Making Strategy: Everyone's Job
A few years ago, Business Week carried
a cover story extolling the resurgence of strategic business
planning: “Business
strategy is now the single most important management issue...and
will remain so for the next 5 years.”
After years of reengineering, downsizing and optimizing operational
efficiencies, companies are now focusing on new ways to generate
distinctive competitive advantages. Strategic planning is back,
but with a difference:it is no longer the domain of the CEO and
senior executives.
Managers can be so caught up in applying themselves to the crisis
of the day that they forget strategy. If the organization's strategy
were delivered as a top-down program, there is also the problem
of getting buy-in and real commitment from employees.

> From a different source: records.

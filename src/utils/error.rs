use thiserror::Error;

#[derive(Error, Debug)]
pub enum RowsError {
    #[error("HTTP request failed: {0}")]
    HttpError(#[from] reqwest::Error),

    #[error("Invalid URL: {0}")]
    UrlError(#[from] url::ParseError),

    #[error("IO error: {0}")]
    IoError(#[from] std::io::Error),

    #[error("Request failed: {message}")]
    RequestError { message: String },

    #[error("Failed to read response body: {message}")]
    BodyError { message: String },

    #[error("Render target '{id}' is no longer in the document")]
    TargetDetached { id: String },

    #[error("Malformed page: {message}")]
    MalformedPage { message: String },

    #[error("Configuration error: {message}")]
    ConfigError { message: String },

    #[error("Invalid value for '{field}': {value} ({reason})")]
    InvalidConfigValueError {
        field: String,
        value: String,
        reason: String,
    },

    #[error("Missing required configuration: {field}")]
    MissingConfigError { field: String },
}

impl RowsError {
    /// 是否為配置相關錯誤
    pub fn is_config_error(&self) -> bool {
        matches!(
            self,
            RowsError::ConfigError { .. }
                | RowsError::InvalidConfigValueError { .. }
                | RowsError::MissingConfigError { .. }
                | RowsError::UrlError(_)
        )
    }

    /// 給終端使用者看的錯誤訊息
    pub fn user_friendly_message(&self) -> String {
        match self {
            RowsError::HttpError(_) | RowsError::RequestError { .. } => {
                "Could not reach the rows endpoint".to_string()
            }
            RowsError::BodyError { .. } => "The rows endpoint sent an unreadable body".to_string(),
            RowsError::IoError(e) => format!("File access failed: {}", e),
            RowsError::TargetDetached { id } => {
                format!("The page no longer contains an element with id '{}'", id)
            }
            RowsError::MalformedPage { message } => format!("The page is malformed: {}", message),
            RowsError::InvalidConfigValueError { field, reason, .. } => {
                format!("Invalid setting '{}': {}", field, reason)
            }
            RowsError::MissingConfigError { field } => format!("Missing setting '{}'", field),
            RowsError::ConfigError { message } => format!("Configuration problem: {}", message),
            RowsError::UrlError(e) => format!("Invalid URL: {}", e),
        }
    }

    /// 修復建議
    pub fn recovery_suggestion(&self) -> &'static str {
        match self {
            RowsError::HttpError(_) | RowsError::RequestError { .. } => {
                "Check that the server is running and --base-url points at it"
            }
            RowsError::BodyError { .. } => "Retry the request; the connection may have dropped",
            RowsError::IoError(_) => "Check the file path and its permissions",
            RowsError::TargetDetached { .. } | RowsError::MalformedPage { .. } => {
                "Make sure the page contains the target element, e.g. <tbody id=\"earthquake-tbody\"></tbody>"
            }
            RowsError::InvalidConfigValueError { .. }
            | RowsError::MissingConfigError { .. }
            | RowsError::ConfigError { .. }
            | RowsError::UrlError(_) => "Fix the command line flags or the TOML config file",
        }
    }
}

pub type Result<T> = std::result::Result<T, RowsError>;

Smart organizations are changing the way strategy is handled.
Companies such as Electronic Data Systems and Nokia have launched
participatory strategic-planning programs involving thousands of
employees. Influential consultants such as Gary Hamel urge CEOs
to include new voices, younger managers and even newcomers, in
the strategy-making process.
To keep the planning process close to the
realities of markets, today's strategists say it should also include
interaction with key customers, end-users and suppliers. Such a
key element is a revolutionary step in strategic planning but necessary
to help produce what customers really want.

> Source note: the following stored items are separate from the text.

use crate::config::toml_config::TomlConfig;
use crate::core::ConfigProvider;
use crate::domain::model::{DEFAULT_BASE_URL, DEFAULT_RESOURCE_PATH, DEFAULT_TARGET_ID};
use crate::utils::error::Result;
use crate::utils::validation::{
    validate_non_empty_string, validate_path, validate_resource_path, validate_url, Validate,
};
use std::path::PathBuf;

/// Fully resolved run settings.
#[derive(Debug, Clone, PartialEq, Eq)]
pub struct Settings {
    pub base_url: String,
    pub resource_path: String,
    pub target_id: String,
    pub page: Option<PathBuf>,
    pub open_browser: bool,
}

impl Default for Settings {
    fn default() -> Self {
        Self {
            base_url: DEFAULT_BASE_URL.to_string(),
            resource_path: DEFAULT_RESOURCE_PATH.to_string(),
            target_id: DEFAULT_TARGET_ID.to_string(),
            page: None,
            open_browser: false,
        }
    }
}

impl Settings {
    /// 以 TOML 中有設定的欄位覆蓋
    pub fn merge_toml(mut self, config: &TomlConfig) -> Self {
        if let Some(base_url) = &config.fetch.base_url {
            self.base_url = base_url.clone();
        }
        if let Some(resource_path) = &config.fetch.resource_path {
            self.resource_path = resource_path.clone();
        }
        if let Some(target_id) = &config.render.target_id {
            self.target_id = target_id.clone();
        }
        if let Some(page) = &config.render.page {
            self.page = Some(PathBuf::from(page));
        }
        if let Some(open_browser) = config.render.open_browser {
            self.open_browser = open_browser;
        }
        self
    }
}

impl ConfigProvider for Settings {
    fn base_url(&self) -> &str {
        &self.base_url
    }

    fn resource_path(&self) -> &str {
        &self.resource_path
    }

    fn target_id(&self) -> &str {
        &self.target_id
    }
}

impl Validate for Settings {
    fn validate(&self) -> Result<()> {
        validate_url("fetch.base_url", &self.base_url)?;
        validate_resource_path("fetch.resource_path", &self.resource_path)?;
        validate_non_empty_string("render.target_id", &self.target_id)?;
        if let Some(page) = &self.page {
            validate_path("render.page", &page.to_string_lossy())?;
        }
        Ok(())
    }
}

Robert S. Kaplan and David P. Norton,
authors of The Strategy-Focused Organization, emphasize the importance
of making strategy “everyone's
everyday job.”
Three Questions...
Understanding strategy and how to formulate an effective plan
for your organization is a daunting task. To begin, it is useful
to ask three questions that any corporate strategist has to answer.
1. What business should the company be in?

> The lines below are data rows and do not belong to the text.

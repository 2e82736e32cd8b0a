pub mod adapters;
pub mod config;
pub mod core;
pub mod domain;
pub mod utils;

#[cfg(feature = "cli")]
pub use crate::config::CliConfig;

pub use crate::adapters::{http::ReqwestClient, memory::MemoryDocument, page::HtmlPage};
pub use crate::config::{settings::Settings, toml_config::TomlConfig};
pub use crate::core::fetcher::RowFetcher;
pub use crate::domain::model::FallbackRow;
pub use crate::utils::error::{Result, RowsError};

2. What are the company's capabilities?
3. Is there a good fit between the business and its' capabilities?
1. Where should we put our efforts (and why)?
Companies cannot be all things to all
people. Michael Porter, the Harvard
Business School professor and author of Competitive Strategy,
was the first to identify the importance of “positioning.” In
his book he outlines three generic strategies: cost leadership,
differentiation and focus.
Companies have a lot more to deal with now than when Porter wrote
this in 1980. At the time, industries had stable, well-defined
boundaries. Since then, the marketplace has developed the capacity
to change at internet speed and new industries have arisen overnight.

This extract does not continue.